> ASSIGNED TASK
Each entry below has to be written out again exactly.

───── INFORMATION GIVEN

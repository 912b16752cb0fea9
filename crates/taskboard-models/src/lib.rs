//! Shared data models for the taskboard queue inspector.
//!
//! This crate provides Serde-serializable types for:
//! - Queue names and per-state job counts
//! - Job ids and lifecycle states
//! - Decoded job records and job pages

pub mod error;
pub mod job;
pub mod queue;

// Re-export common types
pub use error::{ModelError, ModelResult};
pub use job::{DecodedJobRecord, JobId, JobPage, JobState};
pub use queue::{JobCounts, OverviewSnapshot, QueueName};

──────────

> WRITTEN SOLUTION
repository 912b16752cb0fea9
filename crates/taskboard-models/src/lib.rs
//! Shared data models for the taskboard queue inspector.
//!
//! This crate provides Serde-serializable types for:
//! - Queue names and per-state job counts
//! - Job ids and lifecycle states
//! - Decoded job records and job pages

pub mod error;
pub mod job;
pub mod queue;

// Re-export common types
pub use error::{ModelError, ModelResult};
pub use job::{DecodedJobRecord, JobId, JobPage, JobState};
pub use queue::{JobCounts, OverviewSnapshot, QueueName};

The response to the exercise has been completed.